The task: Gather every line of the entries that includes the word "false".

Material provided:
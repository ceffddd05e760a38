//! Search policy: movement rules and the expansion ceiling.

/// Default iteration ceiling for one search.
pub const DEFAULT_MAX_EXPANSIONS: u64 = 1000;

/// Movement rules and work bound for a search.
#[derive(Debug, Clone, Copy, PartialEq, Eq)]
pub struct SearchPolicy {
    /// Allow the four diagonal steps (cost √2). When `false` only the four
    /// orthogonal steps are generated and the heuristic is Manhattan.
    pub allow_diagonal_movement: bool,
    /// Allow a diagonal step whose flanking orthogonal cells are not both
    /// walkable. Ignored when diagonal movement is off.
    pub allow_corner_cutting: bool,
    /// Hard cap on node expansions.
    pub max_expansions: u64,
}

impl Default for SearchPolicy {
    fn default() -> Self {
        Self {
            allow_diagonal_movement: true,
            allow_corner_cutting: false,
            max_expansions: DEFAULT_MAX_EXPANSIONS,
        }
    }
}

impl SearchPolicy {
    /// Orthogonal-only movement with the default ceiling.
    #[must_use]
    pub fn orthogonal() -> Self {
        Self {
            allow_diagonal_movement: false,
            ..Self::default()
        }
    }

    #[must_use]
    pub fn with_diagonal_movement(mut self, allow: bool) -> Self {
        self.allow_diagonal_movement = allow;
        self
    }

    #[must_use]
    pub fn with_corner_cutting(mut self, allow: bool) -> Self {
        self.allow_corner_cutting = allow;
        self
    }

    #[must_use]
    pub fn with_max_expansions(mut self, max_expansions: u64) -> Self {
        self.max_expansions = max_expansions;
        self
    }

    /// Whether the corner-cutting check applies to diagonal steps.
    #[must_use]
    pub fn blocks_corner_cutting(&self) -> bool {
        self.allow_diagonal_movement && !self.allow_corner_cutting
    }

    /// Name of the heuristic this policy implies.
    #[must_use]
    pub fn heuristic_name(&self) -> &'static str {
        if self.allow_diagonal_movement {
            "euclidean"
        } else {
            "manhattan"
        }
    }

    /// JSON echo of the policy for reports.
    #[must_use]
    pub fn to_json(&self) -> serde_json::Value {
        serde_json::json!({
            "allow_corner_cutting": self.allow_corner_cutting,
            "allow_diagonal_movement": self.allow_diagonal_movement,
            "heuristic": self.heuristic_name(),
            "max_expansions": self.max_expansions,
        })
    }
}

Solved problem:
    /// Allow the four diagonal steps (cost √2). When `false` only the four
            allow_corner_cutting: false,
            allow_diagonal_movement: false,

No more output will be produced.